(Collected data entries)
>>>>

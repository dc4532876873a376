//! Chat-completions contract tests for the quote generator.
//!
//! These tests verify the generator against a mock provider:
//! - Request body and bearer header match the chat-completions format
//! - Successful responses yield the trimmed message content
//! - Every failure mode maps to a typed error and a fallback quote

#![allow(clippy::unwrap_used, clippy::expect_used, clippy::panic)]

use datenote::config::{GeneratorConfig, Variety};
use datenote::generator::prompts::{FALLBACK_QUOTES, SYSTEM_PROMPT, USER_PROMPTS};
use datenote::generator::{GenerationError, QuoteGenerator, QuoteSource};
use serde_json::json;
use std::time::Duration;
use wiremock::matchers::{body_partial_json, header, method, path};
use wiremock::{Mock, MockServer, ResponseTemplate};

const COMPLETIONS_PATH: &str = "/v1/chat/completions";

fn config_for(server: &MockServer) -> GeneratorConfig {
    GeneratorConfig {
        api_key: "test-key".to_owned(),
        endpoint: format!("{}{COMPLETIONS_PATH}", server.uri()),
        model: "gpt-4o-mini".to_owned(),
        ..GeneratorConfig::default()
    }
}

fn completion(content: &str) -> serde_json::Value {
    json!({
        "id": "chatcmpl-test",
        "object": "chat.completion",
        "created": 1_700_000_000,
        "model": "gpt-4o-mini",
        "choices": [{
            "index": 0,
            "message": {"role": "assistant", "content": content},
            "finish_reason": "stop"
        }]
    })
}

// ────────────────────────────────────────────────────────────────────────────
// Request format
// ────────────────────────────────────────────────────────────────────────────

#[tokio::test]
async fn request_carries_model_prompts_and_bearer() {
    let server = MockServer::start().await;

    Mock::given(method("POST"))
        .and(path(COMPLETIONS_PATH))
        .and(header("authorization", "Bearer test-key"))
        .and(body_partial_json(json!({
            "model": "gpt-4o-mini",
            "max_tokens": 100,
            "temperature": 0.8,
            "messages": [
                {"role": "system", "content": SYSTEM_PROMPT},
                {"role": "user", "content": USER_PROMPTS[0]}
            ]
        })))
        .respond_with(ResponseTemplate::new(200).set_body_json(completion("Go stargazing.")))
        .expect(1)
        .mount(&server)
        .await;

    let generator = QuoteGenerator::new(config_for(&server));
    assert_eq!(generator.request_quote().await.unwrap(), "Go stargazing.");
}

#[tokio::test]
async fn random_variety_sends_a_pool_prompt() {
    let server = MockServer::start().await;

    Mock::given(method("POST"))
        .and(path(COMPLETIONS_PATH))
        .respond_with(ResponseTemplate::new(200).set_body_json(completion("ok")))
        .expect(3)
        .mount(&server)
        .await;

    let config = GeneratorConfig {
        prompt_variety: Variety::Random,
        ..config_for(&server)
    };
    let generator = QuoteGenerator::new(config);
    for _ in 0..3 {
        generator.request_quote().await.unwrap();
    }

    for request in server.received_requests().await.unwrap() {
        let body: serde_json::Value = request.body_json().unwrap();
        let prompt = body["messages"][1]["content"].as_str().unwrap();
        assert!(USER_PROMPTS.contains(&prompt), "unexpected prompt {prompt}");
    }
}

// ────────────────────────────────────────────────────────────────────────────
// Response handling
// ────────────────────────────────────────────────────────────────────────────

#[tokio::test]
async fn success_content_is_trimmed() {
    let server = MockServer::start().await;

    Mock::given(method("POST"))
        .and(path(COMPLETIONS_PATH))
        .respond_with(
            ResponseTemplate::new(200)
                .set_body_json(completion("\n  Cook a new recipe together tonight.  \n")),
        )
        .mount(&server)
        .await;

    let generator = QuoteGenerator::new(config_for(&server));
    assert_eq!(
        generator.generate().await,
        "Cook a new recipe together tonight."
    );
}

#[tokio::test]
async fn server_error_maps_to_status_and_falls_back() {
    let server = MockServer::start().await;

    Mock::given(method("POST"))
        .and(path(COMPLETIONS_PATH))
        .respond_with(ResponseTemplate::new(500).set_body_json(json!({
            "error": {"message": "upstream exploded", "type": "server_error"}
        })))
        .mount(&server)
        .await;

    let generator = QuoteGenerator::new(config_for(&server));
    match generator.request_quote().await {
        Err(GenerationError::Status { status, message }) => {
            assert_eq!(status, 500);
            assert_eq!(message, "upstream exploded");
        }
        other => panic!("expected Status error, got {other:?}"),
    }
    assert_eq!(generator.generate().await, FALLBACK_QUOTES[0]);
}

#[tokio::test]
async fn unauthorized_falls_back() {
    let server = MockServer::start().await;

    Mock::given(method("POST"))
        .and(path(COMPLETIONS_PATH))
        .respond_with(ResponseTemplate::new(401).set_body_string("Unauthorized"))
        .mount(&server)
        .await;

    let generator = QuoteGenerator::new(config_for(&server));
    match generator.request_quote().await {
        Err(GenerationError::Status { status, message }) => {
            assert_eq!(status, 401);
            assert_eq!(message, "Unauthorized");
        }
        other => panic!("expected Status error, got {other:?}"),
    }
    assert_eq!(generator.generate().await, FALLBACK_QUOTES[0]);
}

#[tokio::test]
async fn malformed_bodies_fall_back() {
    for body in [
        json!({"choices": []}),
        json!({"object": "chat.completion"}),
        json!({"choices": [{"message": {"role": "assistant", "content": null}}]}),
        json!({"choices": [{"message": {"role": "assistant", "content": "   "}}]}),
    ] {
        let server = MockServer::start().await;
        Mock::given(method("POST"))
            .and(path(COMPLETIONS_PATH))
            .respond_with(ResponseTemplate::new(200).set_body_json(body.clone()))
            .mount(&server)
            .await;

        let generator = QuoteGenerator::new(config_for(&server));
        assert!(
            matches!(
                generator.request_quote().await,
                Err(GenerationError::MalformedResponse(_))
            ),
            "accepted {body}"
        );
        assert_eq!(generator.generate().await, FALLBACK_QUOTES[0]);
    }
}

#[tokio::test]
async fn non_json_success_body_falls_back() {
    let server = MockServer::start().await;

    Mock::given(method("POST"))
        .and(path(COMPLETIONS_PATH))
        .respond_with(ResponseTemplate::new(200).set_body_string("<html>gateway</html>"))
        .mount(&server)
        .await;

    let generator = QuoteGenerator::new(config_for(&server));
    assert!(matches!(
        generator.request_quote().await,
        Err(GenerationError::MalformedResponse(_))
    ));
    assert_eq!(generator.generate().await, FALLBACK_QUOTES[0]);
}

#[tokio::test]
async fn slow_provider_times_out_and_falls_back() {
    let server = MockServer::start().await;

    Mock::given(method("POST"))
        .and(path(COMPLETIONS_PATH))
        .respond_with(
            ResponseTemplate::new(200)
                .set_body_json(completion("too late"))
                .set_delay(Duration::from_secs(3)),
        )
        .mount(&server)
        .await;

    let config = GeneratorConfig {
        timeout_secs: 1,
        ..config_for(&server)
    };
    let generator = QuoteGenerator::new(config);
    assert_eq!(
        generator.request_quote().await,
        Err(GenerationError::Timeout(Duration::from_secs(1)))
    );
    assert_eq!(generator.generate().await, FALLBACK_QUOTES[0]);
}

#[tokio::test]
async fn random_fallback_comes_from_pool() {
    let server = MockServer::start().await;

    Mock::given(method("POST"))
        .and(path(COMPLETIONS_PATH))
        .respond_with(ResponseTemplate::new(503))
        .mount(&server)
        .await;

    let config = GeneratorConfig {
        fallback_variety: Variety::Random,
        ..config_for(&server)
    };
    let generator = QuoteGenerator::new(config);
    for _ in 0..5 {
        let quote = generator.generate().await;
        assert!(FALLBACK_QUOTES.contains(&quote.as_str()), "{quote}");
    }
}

<<<<

## Task details
Output the records in full. Keep every character as it is.

## Written solution
repository dc4532876873a376
//! Chat-completions contract tests for the quote generator.
//!
//! These tests verify the generator against a mock provider:
//! - Request body and bearer header match the chat-completions format
//! - Successful responses yield the trimmed message content
//! - Every failure mode maps to a typed error and a fallback quote

#![allow(clippy::unwrap_used, clippy::expect_used, clippy::panic)]

use datenote::config::{GeneratorConfig, Variety};
use datenote::generator::prompts::{FALLBACK_QUOTES, SYSTEM_PROMPT, USER_PROMPTS};
use datenote::generator::{GenerationError, QuoteGenerator, QuoteSource};
use serde_json::json;
use std::time::Duration;
use wiremock::matchers::{body_partial_json, header, method, path};
use wiremock::{Mock, MockServer, ResponseTemplate};

const COMPLETIONS_PATH: &str = "/v1/chat/completions";

fn config_for(server: &MockServer) -> GeneratorConfig {
    GeneratorConfig {
        api_key: "test-key".to_owned(),
        endpoint: format!("{}{COMPLETIONS_PATH}", server.uri()),
        model: "gpt-4o-mini".to_owned(),
        ..GeneratorConfig::default()
    }
}

fn completion(content: &str) -> serde_json::Value {
    json!({
        "id": "chatcmpl-test",
        "object": "chat.completion",
        "created": 1_700_000_000,
        "model": "gpt-4o-mini",
        "choices": [{
            "index": 0,
            "message": {"role": "assistant", "content": content},
            "finish_reason": "stop"
        }]
    })
}

// ────────────────────────────────────────────────────────────────────────────
// Request format
// ────────────────────────────────────────────────────────────────────────────

#[tokio::test]
async fn request_carries_model_prompts_and_bearer() {
    let server = MockServer::start().await;

    Mock::given(method("POST"))
        .and(path(COMPLETIONS_PATH))
        .and(header("authorization", "Bearer test-key"))
        .and(body_partial_json(json!({
            "model": "gpt-4o-mini",
            "max_tokens": 100,
            "temperature": 0.8,
            "messages": [
                {"role": "system", "content": SYSTEM_PROMPT},
                {"role": "user", "content": USER_PROMPTS[0]}
            ]
        })))
        .respond_with(ResponseTemplate::new(200).set_body_json(completion("Go stargazing.")))
        .expect(1)
        .mount(&server)
        .await;

    let generator = QuoteGenerator::new(config_for(&server));
    assert_eq!(generator.request_quote().await.unwrap(), "Go stargazing.");
}

#[tokio::test]
async fn random_variety_sends_a_pool_prompt() {
    let server = MockServer::start().await;

    Mock::given(method("POST"))
        .and(path(COMPLETIONS_PATH))
        .respond_with(ResponseTemplate::new(200).set_body_json(completion("ok")))
        .expect(3)
        .mount(&server)
        .await;

    let config = GeneratorConfig {
        prompt_variety: Variety::Random,
        ..config_for(&server)
    };
    let generator = QuoteGenerator::new(config);
    for _ in 0..3 {
        generator.request_quote().await.unwrap();
    }

    for request in server.received_requests().await.unwrap() {
        let body: serde_json::Value = request.body_json().unwrap();
        let prompt = body["messages"][1]["content"].as_str().unwrap();
        assert!(USER_PROMPTS.contains(&prompt), "unexpected prompt {prompt}");
    }
}

// ────────────────────────────────────────────────────────────────────────────
// Response handling
// ────────────────────────────────────────────────────────────────────────────

#[tokio::test]
async fn success_content_is_trimmed() {
    let server = MockServer::start().await;

    Mock::given(method("POST"))
        .and(path(COMPLETIONS_PATH))
        .respond_with(
            ResponseTemplate::new(200)
                .set_body_json(completion("\n  Cook a new recipe together tonight.  \n")),
        )
        .mount(&server)
        .await;

    let generator = QuoteGenerator::new(config_for(&server));
    assert_eq!(
        generator.generate().await,
        "Cook a new recipe together tonight."
    );
}

#[tokio::test]
async fn server_error_maps_to_status_and_falls_back() {
    let server = MockServer::start().await;

    Mock::given(method("POST"))
        .and(path(COMPLETIONS_PATH))
        .respond_with(ResponseTemplate::new(500).set_body_json(json!({
            "error": {"message": "upstream exploded", "type": "server_error"}
        })))
        .mount(&server)
        .await;

    let generator = QuoteGenerator::new(config_for(&server));
    match generator.request_quote().await {
        Err(GenerationError::Status { status, message }) => {
            assert_eq!(status, 500);
            assert_eq!(message, "upstream exploded");
        }
        other => panic!("expected Status error, got {other:?}"),
    }
    assert_eq!(generator.generate().await, FALLBACK_QUOTES[0]);
}

#[tokio::test]
async fn unauthorized_falls_back() {
    let server = MockServer::start().await;

    Mock::given(method("POST"))
        .and(path(COMPLETIONS_PATH))
        .respond_with(ResponseTemplate::new(401).set_body_string("Unauthorized"))
        .mount(&server)
        .await;

    let generator = QuoteGenerator::new(config_for(&server));
    match generator.request_quote().await {
        Err(GenerationError::Status { status, message }) => {
            assert_eq!(status, 401);
            assert_eq!(message, "Unauthorized");
        }
        other => panic!("expected Status error, got {other:?}"),
    }
    assert_eq!(generator.generate().await, FALLBACK_QUOTES[0]);
}

#[tokio::test]
async fn malformed_bodies_fall_back() {
    for body in [
        json!({"choices": []}),
        json!({"object": "chat.completion"}),
        json!({"choices": [{"message": {"role": "assistant", "content": null}}]}),
        json!({"choices": [{"message": {"role": "assistant", "content": "   "}}]}),
    ] {
        let server = MockServer::start().await;
        Mock::given(method("POST"))
            .and(path(COMPLETIONS_PATH))
            .respond_with(ResponseTemplate::new(200).set_body_json(body.clone()))
            .mount(&server)
            .await;

        let generator = QuoteGenerator::new(config_for(&server));
        assert!(
            matches!(
                generator.request_quote().await,
                Err(GenerationError::MalformedResponse(_))
            ),
            "accepted {body}"
        );
        assert_eq!(generator.generate().await, FALLBACK_QUOTES[0]);
    }
}

#[tokio::test]
async fn non_json_success_body_falls_back() {
    let server = MockServer::start().await;

    Mock::given(method("POST"))
        .and(path(COMPLETIONS_PATH))
        .respond_with(ResponseTemplate::new(200).set_body_string("<html>gateway</html>"))
        .mount(&server)
        .await;

    let generator = QuoteGenerator::new(config_for(&server));
    assert!(matches!(
        generator.request_quote().await,
        Err(GenerationError::MalformedResponse(_))
    ));
    assert_eq!(generator.generate().await, FALLBACK_QUOTES[0]);
}

#[tokio::test]
async fn slow_provider_times_out_and_falls_back() {
    let server = MockServer::start().await;

    Mock::given(method("POST"))
        .and(path(COMPLETIONS_PATH))
        .respond_with(
            ResponseTemplate::new(200)
                .set_body_json(completion("too late"))
                .set_delay(Duration::from_secs(3)),
        )
        .mount(&server)
        .await;

    let config = GeneratorConfig {
        timeout_secs: 1,
        ..config_for(&server)
    };
    let generator = QuoteGenerator::new(config);
    assert_eq!(
        generator.request_quote().await,
        Err(GenerationError::Timeout(Duration::from_secs(1)))
    );
    assert_eq!(generator.generate().await, FALLBACK_QUOTES[0]);
}

#[tokio::test]
async fn random_fallback_comes_from_pool() {
    let server = MockServer::start().await;

    Mock::given(method("POST"))
        .and(path(COMPLETIONS_PATH))
        .respond_with(ResponseTemplate::new(503))
        .mount(&server)
        .await;

    let config = GeneratorConfig {
        fallback_variety: Variety::Random,
        ..config_for(&server)
    };
    let generator = QuoteGenerator::new(config);
    for _ in 0..5 {
        let quote = generator.generate().await;
        assert!(FALLBACK_QUOTES.contains(&quote.as_str()), "{quote}");
    }
}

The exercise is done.